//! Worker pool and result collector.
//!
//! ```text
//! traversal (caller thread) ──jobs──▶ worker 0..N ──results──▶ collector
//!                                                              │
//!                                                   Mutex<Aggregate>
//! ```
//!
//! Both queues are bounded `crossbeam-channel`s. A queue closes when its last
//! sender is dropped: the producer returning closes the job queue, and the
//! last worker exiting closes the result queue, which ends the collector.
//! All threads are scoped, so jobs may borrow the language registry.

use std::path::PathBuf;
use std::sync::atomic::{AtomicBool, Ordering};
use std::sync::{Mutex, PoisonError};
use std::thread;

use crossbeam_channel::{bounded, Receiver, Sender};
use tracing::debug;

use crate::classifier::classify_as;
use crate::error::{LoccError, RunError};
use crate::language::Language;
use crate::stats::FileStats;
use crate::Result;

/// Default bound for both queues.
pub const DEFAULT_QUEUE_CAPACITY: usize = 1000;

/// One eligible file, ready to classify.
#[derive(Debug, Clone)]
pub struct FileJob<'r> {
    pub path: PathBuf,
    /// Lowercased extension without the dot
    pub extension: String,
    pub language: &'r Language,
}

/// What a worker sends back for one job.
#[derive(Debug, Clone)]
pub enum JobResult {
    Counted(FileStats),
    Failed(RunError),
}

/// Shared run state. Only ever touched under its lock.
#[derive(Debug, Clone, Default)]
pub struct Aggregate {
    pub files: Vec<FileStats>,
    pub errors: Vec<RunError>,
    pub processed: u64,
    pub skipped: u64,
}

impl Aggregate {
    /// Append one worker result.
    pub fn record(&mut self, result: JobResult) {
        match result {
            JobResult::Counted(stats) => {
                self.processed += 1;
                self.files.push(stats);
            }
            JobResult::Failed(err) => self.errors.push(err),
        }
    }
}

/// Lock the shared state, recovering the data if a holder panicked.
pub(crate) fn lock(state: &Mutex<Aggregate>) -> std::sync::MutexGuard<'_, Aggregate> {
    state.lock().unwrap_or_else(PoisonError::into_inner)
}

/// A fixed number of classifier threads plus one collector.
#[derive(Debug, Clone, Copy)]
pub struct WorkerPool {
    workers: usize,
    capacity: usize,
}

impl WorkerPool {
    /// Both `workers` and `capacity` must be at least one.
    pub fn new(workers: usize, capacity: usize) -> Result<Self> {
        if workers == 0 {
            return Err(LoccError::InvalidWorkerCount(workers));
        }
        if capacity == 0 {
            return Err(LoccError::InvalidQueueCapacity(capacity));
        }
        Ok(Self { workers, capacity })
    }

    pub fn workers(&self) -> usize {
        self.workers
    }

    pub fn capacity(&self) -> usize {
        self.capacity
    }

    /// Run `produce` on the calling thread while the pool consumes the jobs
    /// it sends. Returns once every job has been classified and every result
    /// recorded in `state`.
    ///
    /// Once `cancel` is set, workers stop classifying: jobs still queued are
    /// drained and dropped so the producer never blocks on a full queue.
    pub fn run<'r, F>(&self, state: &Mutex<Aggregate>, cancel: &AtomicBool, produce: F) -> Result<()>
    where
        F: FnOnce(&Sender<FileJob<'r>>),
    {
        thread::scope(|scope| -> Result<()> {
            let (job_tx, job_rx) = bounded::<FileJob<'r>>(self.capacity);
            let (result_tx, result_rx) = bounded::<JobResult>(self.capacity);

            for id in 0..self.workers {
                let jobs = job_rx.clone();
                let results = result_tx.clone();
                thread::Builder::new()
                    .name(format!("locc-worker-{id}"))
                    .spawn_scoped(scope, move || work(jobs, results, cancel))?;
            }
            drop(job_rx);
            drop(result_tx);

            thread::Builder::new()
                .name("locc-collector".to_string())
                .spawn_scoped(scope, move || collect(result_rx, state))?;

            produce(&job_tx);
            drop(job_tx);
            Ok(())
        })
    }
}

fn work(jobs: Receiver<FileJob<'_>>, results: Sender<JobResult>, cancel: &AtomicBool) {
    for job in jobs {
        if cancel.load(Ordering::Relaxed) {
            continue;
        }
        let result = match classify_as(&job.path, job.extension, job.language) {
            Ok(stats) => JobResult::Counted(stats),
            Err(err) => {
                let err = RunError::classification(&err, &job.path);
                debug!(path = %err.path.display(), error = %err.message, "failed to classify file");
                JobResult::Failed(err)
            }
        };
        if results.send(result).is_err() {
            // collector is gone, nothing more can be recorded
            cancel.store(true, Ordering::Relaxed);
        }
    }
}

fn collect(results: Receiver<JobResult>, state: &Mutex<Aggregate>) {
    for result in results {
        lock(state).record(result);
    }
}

==

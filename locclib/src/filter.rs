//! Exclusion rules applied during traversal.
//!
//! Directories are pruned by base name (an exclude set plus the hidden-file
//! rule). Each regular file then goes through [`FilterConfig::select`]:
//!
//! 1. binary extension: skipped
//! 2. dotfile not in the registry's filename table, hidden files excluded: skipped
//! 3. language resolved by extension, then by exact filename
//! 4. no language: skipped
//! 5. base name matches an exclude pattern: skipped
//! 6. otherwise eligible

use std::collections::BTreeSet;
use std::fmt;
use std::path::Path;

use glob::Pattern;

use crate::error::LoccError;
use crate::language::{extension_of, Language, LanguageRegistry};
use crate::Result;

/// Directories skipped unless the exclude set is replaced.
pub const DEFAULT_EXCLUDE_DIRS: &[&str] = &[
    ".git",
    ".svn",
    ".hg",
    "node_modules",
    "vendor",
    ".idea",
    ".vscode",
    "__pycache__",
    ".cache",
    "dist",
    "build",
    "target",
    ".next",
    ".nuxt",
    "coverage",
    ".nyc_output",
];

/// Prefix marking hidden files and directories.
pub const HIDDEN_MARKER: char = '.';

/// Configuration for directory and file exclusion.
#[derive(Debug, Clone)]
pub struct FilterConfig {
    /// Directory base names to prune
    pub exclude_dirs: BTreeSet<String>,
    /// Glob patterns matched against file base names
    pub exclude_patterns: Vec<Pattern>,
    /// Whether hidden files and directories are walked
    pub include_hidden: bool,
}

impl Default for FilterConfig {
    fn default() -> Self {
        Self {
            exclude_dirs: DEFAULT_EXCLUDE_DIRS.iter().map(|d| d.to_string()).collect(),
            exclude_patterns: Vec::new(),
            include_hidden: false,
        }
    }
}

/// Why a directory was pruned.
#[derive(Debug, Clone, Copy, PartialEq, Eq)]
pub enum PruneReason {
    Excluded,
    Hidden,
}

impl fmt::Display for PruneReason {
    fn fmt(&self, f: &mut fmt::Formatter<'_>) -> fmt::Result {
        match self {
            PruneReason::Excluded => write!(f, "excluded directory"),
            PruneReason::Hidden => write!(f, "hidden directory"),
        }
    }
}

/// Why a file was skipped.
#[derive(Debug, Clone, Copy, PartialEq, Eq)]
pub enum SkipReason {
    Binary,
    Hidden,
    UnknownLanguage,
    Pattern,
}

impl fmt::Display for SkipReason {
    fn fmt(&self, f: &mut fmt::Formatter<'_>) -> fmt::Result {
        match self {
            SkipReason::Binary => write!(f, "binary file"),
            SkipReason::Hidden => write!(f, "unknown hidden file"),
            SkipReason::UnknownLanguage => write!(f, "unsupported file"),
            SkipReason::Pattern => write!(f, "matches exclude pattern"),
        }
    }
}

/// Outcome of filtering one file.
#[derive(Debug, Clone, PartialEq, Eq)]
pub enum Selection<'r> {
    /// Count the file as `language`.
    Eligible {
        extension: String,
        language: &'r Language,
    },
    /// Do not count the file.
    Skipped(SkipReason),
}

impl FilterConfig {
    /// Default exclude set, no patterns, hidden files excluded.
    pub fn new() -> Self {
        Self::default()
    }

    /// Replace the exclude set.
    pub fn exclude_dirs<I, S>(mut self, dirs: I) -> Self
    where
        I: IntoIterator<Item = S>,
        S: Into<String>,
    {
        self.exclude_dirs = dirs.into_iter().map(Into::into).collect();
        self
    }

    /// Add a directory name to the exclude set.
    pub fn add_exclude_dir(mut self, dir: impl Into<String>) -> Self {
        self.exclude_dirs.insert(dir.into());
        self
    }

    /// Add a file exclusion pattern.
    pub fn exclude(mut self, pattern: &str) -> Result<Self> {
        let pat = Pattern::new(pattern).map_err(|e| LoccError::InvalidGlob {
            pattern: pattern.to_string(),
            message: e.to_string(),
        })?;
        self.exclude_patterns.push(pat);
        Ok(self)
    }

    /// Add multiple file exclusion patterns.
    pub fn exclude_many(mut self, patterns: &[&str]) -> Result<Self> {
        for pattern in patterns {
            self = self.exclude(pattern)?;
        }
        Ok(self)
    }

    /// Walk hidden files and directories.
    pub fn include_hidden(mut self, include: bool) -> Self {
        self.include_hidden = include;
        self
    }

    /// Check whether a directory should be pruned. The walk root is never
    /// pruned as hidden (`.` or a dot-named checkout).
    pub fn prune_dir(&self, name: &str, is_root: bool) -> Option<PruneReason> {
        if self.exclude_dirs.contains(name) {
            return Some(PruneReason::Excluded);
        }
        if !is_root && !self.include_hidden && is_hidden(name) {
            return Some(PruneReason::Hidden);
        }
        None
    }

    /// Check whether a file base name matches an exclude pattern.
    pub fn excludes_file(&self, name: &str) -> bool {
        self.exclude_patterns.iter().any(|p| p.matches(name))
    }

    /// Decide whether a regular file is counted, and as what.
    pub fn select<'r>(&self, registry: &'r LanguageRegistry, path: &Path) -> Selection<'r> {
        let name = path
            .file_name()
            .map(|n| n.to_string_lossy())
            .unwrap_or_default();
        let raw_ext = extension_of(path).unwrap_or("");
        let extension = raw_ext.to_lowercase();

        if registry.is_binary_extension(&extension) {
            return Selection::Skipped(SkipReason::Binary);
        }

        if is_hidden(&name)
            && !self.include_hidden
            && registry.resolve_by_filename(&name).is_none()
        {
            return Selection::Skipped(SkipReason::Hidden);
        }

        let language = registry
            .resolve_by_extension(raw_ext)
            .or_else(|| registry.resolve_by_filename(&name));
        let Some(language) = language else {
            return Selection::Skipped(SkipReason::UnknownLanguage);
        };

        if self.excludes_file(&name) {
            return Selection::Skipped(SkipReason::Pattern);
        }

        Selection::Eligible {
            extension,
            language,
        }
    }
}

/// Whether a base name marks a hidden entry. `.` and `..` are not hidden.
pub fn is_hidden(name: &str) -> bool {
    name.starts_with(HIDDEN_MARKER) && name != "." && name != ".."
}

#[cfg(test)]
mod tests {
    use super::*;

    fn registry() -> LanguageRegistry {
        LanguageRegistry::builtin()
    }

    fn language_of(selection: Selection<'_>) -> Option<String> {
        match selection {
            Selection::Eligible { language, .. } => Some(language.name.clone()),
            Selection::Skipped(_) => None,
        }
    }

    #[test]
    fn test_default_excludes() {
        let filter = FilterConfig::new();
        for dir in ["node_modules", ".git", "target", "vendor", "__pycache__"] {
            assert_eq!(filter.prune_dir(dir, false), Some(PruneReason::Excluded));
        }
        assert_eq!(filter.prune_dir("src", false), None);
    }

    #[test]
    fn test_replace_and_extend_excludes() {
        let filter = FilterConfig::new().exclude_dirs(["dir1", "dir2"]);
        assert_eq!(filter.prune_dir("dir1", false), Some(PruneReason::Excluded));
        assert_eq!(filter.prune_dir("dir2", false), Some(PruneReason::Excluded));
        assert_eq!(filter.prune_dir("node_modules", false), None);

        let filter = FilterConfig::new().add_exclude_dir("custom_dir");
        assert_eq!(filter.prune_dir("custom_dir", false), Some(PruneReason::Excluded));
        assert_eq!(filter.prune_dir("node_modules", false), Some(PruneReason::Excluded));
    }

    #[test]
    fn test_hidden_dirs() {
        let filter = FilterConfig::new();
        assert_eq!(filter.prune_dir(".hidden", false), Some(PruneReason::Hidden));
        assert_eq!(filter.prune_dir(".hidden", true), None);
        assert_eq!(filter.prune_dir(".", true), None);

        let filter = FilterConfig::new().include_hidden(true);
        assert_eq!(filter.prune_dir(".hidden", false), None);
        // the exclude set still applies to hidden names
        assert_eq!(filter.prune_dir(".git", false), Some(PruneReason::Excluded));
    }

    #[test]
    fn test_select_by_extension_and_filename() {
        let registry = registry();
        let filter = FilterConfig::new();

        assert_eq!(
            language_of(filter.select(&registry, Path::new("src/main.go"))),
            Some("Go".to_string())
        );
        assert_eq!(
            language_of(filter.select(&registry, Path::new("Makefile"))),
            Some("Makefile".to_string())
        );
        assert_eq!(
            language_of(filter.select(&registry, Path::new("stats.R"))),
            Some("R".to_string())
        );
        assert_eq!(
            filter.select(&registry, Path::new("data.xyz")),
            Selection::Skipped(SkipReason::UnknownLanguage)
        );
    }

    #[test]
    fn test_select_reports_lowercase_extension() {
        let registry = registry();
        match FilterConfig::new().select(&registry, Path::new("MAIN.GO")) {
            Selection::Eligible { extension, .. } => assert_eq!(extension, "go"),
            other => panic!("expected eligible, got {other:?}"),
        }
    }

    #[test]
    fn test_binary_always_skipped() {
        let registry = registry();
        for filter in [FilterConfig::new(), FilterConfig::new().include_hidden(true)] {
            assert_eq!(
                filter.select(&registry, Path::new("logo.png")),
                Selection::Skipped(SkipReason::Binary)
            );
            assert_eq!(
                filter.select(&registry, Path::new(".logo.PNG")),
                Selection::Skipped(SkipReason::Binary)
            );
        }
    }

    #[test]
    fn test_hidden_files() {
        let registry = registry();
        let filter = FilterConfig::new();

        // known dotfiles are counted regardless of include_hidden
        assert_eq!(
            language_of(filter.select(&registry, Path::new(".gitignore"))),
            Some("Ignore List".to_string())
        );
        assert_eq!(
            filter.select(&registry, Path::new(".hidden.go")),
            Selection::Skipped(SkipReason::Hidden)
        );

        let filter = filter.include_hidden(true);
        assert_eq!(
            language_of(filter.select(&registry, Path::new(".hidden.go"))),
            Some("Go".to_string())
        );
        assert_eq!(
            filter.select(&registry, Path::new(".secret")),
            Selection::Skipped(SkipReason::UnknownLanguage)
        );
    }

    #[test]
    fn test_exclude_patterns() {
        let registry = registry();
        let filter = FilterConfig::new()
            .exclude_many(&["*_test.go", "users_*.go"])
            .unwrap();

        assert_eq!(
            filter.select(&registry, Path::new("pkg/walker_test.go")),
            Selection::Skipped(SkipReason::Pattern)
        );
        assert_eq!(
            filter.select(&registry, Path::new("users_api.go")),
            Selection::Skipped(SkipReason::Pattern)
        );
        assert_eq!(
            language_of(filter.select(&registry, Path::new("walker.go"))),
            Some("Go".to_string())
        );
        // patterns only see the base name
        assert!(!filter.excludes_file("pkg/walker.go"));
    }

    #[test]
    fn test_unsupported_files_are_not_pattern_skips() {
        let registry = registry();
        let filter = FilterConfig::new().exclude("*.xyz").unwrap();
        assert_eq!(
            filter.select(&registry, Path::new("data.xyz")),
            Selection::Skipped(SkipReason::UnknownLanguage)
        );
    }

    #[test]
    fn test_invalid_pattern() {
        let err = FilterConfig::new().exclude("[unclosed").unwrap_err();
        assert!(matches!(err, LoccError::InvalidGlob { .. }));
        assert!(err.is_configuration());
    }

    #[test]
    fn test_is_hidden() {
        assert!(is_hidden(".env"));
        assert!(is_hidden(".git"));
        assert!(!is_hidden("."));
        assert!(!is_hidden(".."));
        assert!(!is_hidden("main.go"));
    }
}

--

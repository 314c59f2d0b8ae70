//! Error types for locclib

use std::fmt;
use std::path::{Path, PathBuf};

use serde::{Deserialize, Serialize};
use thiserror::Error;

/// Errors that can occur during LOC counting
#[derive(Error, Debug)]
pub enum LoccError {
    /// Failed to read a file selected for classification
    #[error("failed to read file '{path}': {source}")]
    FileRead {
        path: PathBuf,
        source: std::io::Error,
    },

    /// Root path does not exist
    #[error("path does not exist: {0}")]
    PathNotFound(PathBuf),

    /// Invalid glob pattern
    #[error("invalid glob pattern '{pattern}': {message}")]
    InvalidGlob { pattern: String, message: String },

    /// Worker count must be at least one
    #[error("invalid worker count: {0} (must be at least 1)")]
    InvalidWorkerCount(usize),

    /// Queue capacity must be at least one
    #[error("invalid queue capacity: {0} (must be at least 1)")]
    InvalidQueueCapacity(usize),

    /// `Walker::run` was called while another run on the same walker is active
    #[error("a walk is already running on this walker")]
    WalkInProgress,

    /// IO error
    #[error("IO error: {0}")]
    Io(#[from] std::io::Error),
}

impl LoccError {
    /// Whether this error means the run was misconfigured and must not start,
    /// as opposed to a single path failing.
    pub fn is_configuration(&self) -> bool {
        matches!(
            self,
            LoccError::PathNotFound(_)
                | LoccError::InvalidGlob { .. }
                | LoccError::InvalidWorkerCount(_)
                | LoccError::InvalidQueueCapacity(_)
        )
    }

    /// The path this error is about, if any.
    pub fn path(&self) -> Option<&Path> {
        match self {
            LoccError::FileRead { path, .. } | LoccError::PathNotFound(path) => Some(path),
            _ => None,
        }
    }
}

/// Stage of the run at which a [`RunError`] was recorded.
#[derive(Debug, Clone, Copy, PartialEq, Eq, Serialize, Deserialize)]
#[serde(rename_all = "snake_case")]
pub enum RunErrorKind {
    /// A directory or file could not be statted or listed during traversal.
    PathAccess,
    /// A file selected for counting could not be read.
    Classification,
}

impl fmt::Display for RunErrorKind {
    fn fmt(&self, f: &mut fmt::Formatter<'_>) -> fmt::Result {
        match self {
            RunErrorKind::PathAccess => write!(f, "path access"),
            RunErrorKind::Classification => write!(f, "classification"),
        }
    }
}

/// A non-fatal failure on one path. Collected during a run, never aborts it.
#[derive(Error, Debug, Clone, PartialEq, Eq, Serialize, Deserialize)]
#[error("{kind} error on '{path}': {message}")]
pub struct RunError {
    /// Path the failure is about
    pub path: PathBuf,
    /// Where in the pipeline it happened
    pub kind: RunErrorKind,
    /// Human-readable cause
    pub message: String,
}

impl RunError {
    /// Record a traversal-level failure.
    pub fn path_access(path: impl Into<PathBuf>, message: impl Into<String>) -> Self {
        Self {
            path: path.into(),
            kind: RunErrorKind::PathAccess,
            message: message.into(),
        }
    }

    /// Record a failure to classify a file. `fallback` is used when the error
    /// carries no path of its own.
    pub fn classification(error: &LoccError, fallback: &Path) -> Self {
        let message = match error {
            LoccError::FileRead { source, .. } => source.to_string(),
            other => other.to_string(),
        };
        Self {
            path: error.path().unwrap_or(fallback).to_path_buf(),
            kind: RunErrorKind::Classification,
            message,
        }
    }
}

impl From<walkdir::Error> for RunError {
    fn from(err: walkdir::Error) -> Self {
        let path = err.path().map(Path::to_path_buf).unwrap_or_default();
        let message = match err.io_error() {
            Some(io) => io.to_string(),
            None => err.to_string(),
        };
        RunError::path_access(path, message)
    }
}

[Activity] Work out how many lines in the entries contain the string "closes", then reply with that number and nothing more.

[Solution for this problem] 3